# Final Project

Social Media Bias Predictor by Jay Chadha, Tyler Lynch, Robert Mustachio, and Kiyan Zewer

---

Import dependencies.

In [None]:
from sklearn.feature_extraction.text import CountVectorizer
from sklearn.model_selection import train_test_split
from sklearn.linear_model import LogisticRegression
from sklearn.preprocessing import LabelEncoder
from sklearn.model_selection import GridSearchCV
from sklearn import preprocessing
import matplotlib.pyplot as plt
import numpy as np
import pandas as pd

import warnings
warnings.filterwarnings('ignore')

## Preprocessing

Import the political_social_media dataset and preprocess the `text` and `bias` columns using `CountVectorizer()` and `LabelEncoder`.

Make sure to upload the `political_social_media.csv` to the content folder in the runtime file explorer.

In [None]:
politicalBias = pd.read_csv("/content/sample_data/political_social_media.csv")

# Get dataframe columns
bias = politicalBias["bias"]
text = politicalBias["text"]

print(politicalBias.head())

# Convert text into vectors
vectorizerText = CountVectorizer()
text_matrix = vectorizerText.fit_transform(text)

# Label Encode Bias column
biasLabelEncoder = LabelEncoder()
bias_encoded = biasLabelEncoder.fit_transform(bias)

       bias                                               text
0  partisan  RT @nowthisnews: Rep. Trey Radel (R- #FL) slam...
1  partisan  VIDEO - #Obamacare:  Full of Higher Costs and ...
2   neutral  Please join me today in remembering our fallen...
3   neutral  RT @SenatorLeahy: 1st step toward Senate debat...
4  partisan  .@amazon delivery #drones show need to update ...


## Data Split

Split the data into 80% training 10% test and 10% validation.

In [None]:
# Split the data into training, test, and validation data
x_train, x_testValid, y_train, y_testValid = train_test_split(text_matrix, bias, test_size=0.2)
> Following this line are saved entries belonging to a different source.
//! Error reporter shared by the query driver and its models.

use std::sync::{Arc, Mutex};

/// Severity of the most recent reported condition.
#[derive(Debug, Clone, Copy, PartialEq, Eq)]
pub enum Status {
    Ok,
    Warning,
    Error,
}

impl Status {
    /// Numeric code used across the C boundary (0, 1, 2).
    pub fn code(self) -> i32 {
        match self {
            Status::Ok => 0,
            Status::Warning => 1,
            Status::Error => 2,
        }
    }
}

/// Holds the status and message of the most recent non-trivial operation.
///
/// The reporter itself is not thread-safe; share it through
/// [`SharedReporter`], which guards it with a mutex.
#[derive(Debug)]
pub struct ErrorReporter {
    status: Status,
    message: String,
}

impl ErrorReporter {
    /// Create a reporter with OK status.
    pub fn new() -> Self {
        Self {
            status: Status::Ok,
            message: String::new(),
        }
    }

    /// Record a condition, overwriting any previous one.
    pub fn set_status(&mut self, status: Status, message: impl Into<String>) {
        self.status = status;
        self.message = message.into();
        match self.status {
            Status::Ok => {}
            Status::Warning => tracing::warn!(message = %self.message, "reported warning"),
            Status::Error => tracing::error!(message = %self.message, "reported error"),
        }
    }

    /// Clear the status back to OK.
    pub fn reset_status(&mut self) {
        self.status = Status::Ok;
        self.message.clear();
    }

    /// Current status.
    pub fn status(&self) -> Status {
        self.status
    }

    /// Message associated with the current status.
    pub fn message(&self) -> &str {
        &self.message
    }
}

impl Default for ErrorReporter {
    fn default() -> Self {
        Self::new()
    }
}

/// Externally guarded handle to a reporter shared across owners.
pub type SharedReporter = Arc<Mutex<ErrorReporter>>;

/// Create a fresh shared reporter.
pub fn shared_reporter() -> SharedReporter {
    Arc::new(Mutex::new(ErrorReporter::new()))
}

/// Record an error on a shared reporter.
pub fn report_error(reporter: &SharedReporter, message: impl Into<String>) {
    if let Ok(mut guard) = reporter.lock() {
        guard.set_status(Status::Error, message);
    }
}

/// Record a warning on a shared reporter.
pub fn report_warning(reporter: &SharedReporter, message: impl Into<String>) {
    if let Ok(mut guard) = reporter.lock() {
        guard.set_status(Status::Warning, message);
    }
}

#[cfg(test)]
mod tests {
    use super::*;

    #[test]
    fn test_status_transitions() {
        let mut reporter = ErrorReporter::new();
        assert_eq!(reporter.status(), Status::Ok);
        assert!(reporter.message().is_empty());

        reporter.set_status(Status::Error, "model file missing");
        assert_eq!(reporter.status(), Status::Error);
        assert_eq!(reporter.message(), "model file missing");

        reporter.reset_status();
        assert_eq!(reporter.status(), Status::Ok);
        assert!(reporter.message().is_empty());
    }

    #[test]
    fn test_shared_reporter() {
        let reporter = shared_reporter();
        report_warning(&reporter, "value not found in model");
        assert_eq!(reporter.lock().unwrap().status(), Status::Warning);
        report_error(&reporter, "worse");
        assert_eq!(reporter.lock().unwrap().status(), Status::Error);
        assert_eq!(reporter.lock().unwrap().message(), "worse");
    }

    #[test]
    fn test_status_codes() {
        assert_eq!(Status::Ok.code(), 0);
        assert_eq!(Status::Warning.code(), 1);
        assert_eq!(Status::Error.code(), 2);
    }
}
# Split test data into test and validation
x_test, x_valid, y_test, y_valid = train_test_split(x_testValid, y_testValid, test_size=0.5)

## Classifiers

### Logistic Regression

Train and evaluate our logistic regression model on our test and validation sets.

In [None]:
# Train logistic regression classifier
logreg = LogisticRegression()
logreg.fit(x_train, y_train)

# Evaluate classifer on training set
accuracy_train = logreg.score(x_train, y_train)
print("Training accuracy:", accuracy_train)
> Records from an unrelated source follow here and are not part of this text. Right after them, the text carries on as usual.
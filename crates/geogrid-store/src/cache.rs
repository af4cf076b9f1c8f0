//! LRU cache for decompressed dataset chunks.

use std::num::NonZeroUsize;
use std::sync::Arc;

use lru::LruCache;

/// Cache key: chunk indices within one dataset.
pub type ChunkKey = Vec<u64>;

/// Statistics about a chunk cache.
#[derive(Debug, Clone, Copy, Default)]
pub struct CacheStats {
    pub hits: u64,
    pub misses: u64,
    pub entries: usize,
    pub memory_bytes: u64,
    pub evictions: u64,
}

impl CacheStats {
    /// Cache hit rate in [0, 1].
    pub fn hit_rate(&self) -> f64 {
        let total = self.hits + self.misses;
        if total == 0 {
            0.0
        } else {
            self.hits as f64 / total as f64
        }
    }
}

/// Memory-bounded LRU cache for decompressed chunks of one dataset.
pub struct ChunkCache {
    cache: LruCache<ChunkKey, Arc<Vec<f32>>>,
    memory_limit: usize,
    current_memory: usize,
    hits: u64,
    misses: u64,
    evictions: u64,
}

impl ChunkCache {
    /// Create a cache bounded by `memory_limit` bytes.
    pub fn new(memory_limit: usize) -> Self {
        // Entry bound assumes chunks near the nominal upper size (1 MiB);
        // the byte bound below is the real limit.
        let chunk_size_estimate = 256 * 1024;
        let max_entries = (memory_limit / chunk_size_estimate).max(8);
        Self {
            cache: LruCache::new(NonZeroUsize::new(max_entries).unwrap()),
            memory_limit,
            current_memory: 0,
            hits: 0,
            misses: 0,
            evictions: 0,
        }
    }

    /// Fetch a chunk, updating LRU order and hit statistics.
    pub fn get(&mut self, key: &ChunkKey) -> Option<Arc<Vec<f32>>> {
        if let Some(data) = self.cache.get(key) {
            self.hits += 1;
            Some(data.clone())
        } else {
            self.misses += 1;
            None
        }
    }

    /// Insert a chunk, evicting least-recently-used entries as needed.
    pub fn insert(&mut self, key: ChunkKey, data: Arc<Vec<f32>>) {
        let data_size = data.len() * std::mem::size_of::<f32>();
        while self.current_memory + data_size > self.memory_limit && !self.cache.is_empty() {
            if let Some((_, evicted)) = self.cache.pop_lru() {
                let evicted_size = evicted.len() * std::mem::size_of::<f32>();
                self.current_memory = self.current_memory.saturating_sub(evicted_size);
                self.evictions += 1;
            }
        }
        if data_size <= self.memory_limit {
            self.cache.put(key, data);
            self.current_memory += data_size;
        }
    }

    /// Drop every entry.
    pub fn clear(&mut self) {
        self.cache.clear();
        self.current_memory = 0;
    }

    /// Current statistics.
    pub fn stats(&self) -> CacheStats {
        CacheStats {
            hits: self.hits,
            misses: self.misses,
            entries: self.cache.len(),
            memory_bytes: self.current_memory as u64,
            evictions: self.evictions,
        }
    }
}
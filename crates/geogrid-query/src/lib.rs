//! Multi-model queries.
//!
//! A driver owns an ordered list of open models. Each point goes to the
//! first model that contains it; optional squashing remaps shallow
//! elevations so the ground surface lines up with z = 0. Per-point
//! failures set a flag and the NODATA sentinel without disturbing other
//! rows.

pub mod driver;

pub use driver::QueryDriver;
pub use geogrid_model::SquashSurface;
# Evaluate classifer on test set
accuracy_test = logreg.score(x_test, y_test)
print("Test accuracy:", accuracy_test)

# Evaluate classifier on validation set
accuracy_val = logreg.score(x_valid, y_valid)
print("Validation accuracy:", accuracy_val)

Training accuracy: 0.989
Test accuracy: 0.756
Validation accuracy: 0.73


###SVM

Train and evaluate our SVM model on our test and validation sets.

In [None]:
from sklearn import svm
from sklearn.metrics import accuracy_score

# build the calssifier - Take in training data and the test X values
def classifier(XtrnInput, YtrnInput, Xtst, kernelInput, gammaVal):
    
    # create SVM Calssifier with specified kernel and gamma values
    classif = svm.SVC(kernel=kernelInput, gamma=gammaVal)
    classif.fit(XtrnInput, YtrnInput)
    
    # return prediction on test data
    return classif.predict(Xtst)

# Call the calssifier
predictionTest = classifier(x_train, y_train, x_test, "rbf", 1)
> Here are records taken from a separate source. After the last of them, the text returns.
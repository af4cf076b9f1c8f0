//! Error type shared across the geogrid crates.

use thiserror::Error;

/// Errors produced while building or querying a model.
#[derive(Error, Debug)]
pub enum GeogridError {
    /// Unreadable or inconsistent configuration.
    #[error("bad configuration: {0}")]
    BadConfig(String),

    /// Block/surface axis mismatch, non-divisible resolutions, or missing
    /// coordinates.
    #[error("inconsistent geometry: {0}")]
    InconsistentGeometry(String),

    /// File open/read/write failure, including the storage back end.
    #[error("i/o error: {0}")]
    Io(String),

    /// Use of a driver or model after finalize.
    #[error("invalid handle: {0}")]
    InvalidHandle(String),

    /// Unparseable CRS or coordinate transform failure.
    #[error("CRS error: {0}")]
    Crs(String),

    /// Point outside the model domain. Per-point; never fatal.
    #[error("point outside domain: {0}")]
    OutOfDomain(String),

    /// Anything raised by a data source.
    #[error("data source error: {0}")]
    DataSource(String),
}

impl GeogridError {
    /// Create a BadConfig error.
    pub fn bad_config(msg: impl Into<String>) -> Self {
        Self::BadConfig(msg.into())
    }

    /// Create an InconsistentGeometry error.
    pub fn inconsistent_geometry(msg: impl Into<String>) -> Self {
        Self::InconsistentGeometry(msg.into())
    }

    /// Create an Io error.
    pub fn io(msg: impl Into<String>) -> Self {
        Self::Io(msg.into())
    }

    /// Create an InvalidHandle error.
    pub fn invalid_handle(msg: impl Into<String>) -> Self {
        Self::InvalidHandle(msg.into())
    }

    /// Create a Crs error.
    pub fn crs(msg: impl Into<String>) -> Self {
        Self::Crs(msg.into())
    }

    /// Create a DataSource error.
    pub fn data_source(msg: impl Into<String>) -> Self {
        Self::DataSource(msg.into())
    }
}

impl From<std::io::Error> for GeogridError {
    fn from(err: std::io::Error) -> Self {
        Self::Io(err.to_string())
    }
}

impl From<serde_json::Error> for GeogridError {
    fn from(err: serde_json::Error) -> Self {
        Self::BadConfig(err.to_string())
    }
}

/// Result type for geogrid operations.
pub type Result<T> = std::result::Result<T, GeogridError>;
# Evaluate classifer on training set
trainingAccuracy = classifier(x_train, y_train, x_train, "rbf", 1)
trainingAcc = accuracy_score(trainingAccuracy, y_train)
print("Training accuracy:", trainingAcc)

# find the accuracy
accTest = accuracy_score(predictionTest, y_test)
print("Test accuracy:", accTest)

# Validation
predictionValidation = classifier(x_train, y_train, x_valid, "rbf", 1)

# find the accuracy
acc_h = accuracy_score(predictionValidation, y_valid)
print("Validation set accuracy:", acc_h)

Training accuracy: 0.99975
Test accuracy: 0.744
Validation set accuracy: 0.728


## Hyperparameter Tuning

### Logistic Regression

In [None]:
# Create parameter grid to search over
param_grid = {
    'solver': ['newton-cg', 'lbfgs', 'liblinear', 'sag', 'saga'],
    'penalty': ['l1', 'l2'],
    'C': [0.001, 0.01, 0.1, 1, 10, 100]
}

# Create the grid search object
grid_search = GridSearchCV(LogisticRegression(), param_grid, cv=5)

# Fit the grid search to the data
grid_search.fit(x_train, y_train)

# Print the best hyperparameters found
print("Best hyperparameters:", grid_search.best_params_)

# Train a new logistic regression model using the best hyperparameters found
logreg_tuned = LogisticRegression(**grid_search.best_params_)
logreg_tuned.fit(x_train, y_train)

# Evaluate the tuned model on the test set
accuracy_train_tuned = logreg_tuned.score(x_train, y_train)
print("Tuned training accuracy:", accuracy_train_tuned)
accuracy_test_tuned = logreg_tuned.score(x_test, y_test)
print("Tuned test accuracy:", accuracy_test_tuned)
validation_test_tuned = logreg_tuned.score(x_valid, y_valid)
print("Tuned validation accuracy:", validation_test_tuned)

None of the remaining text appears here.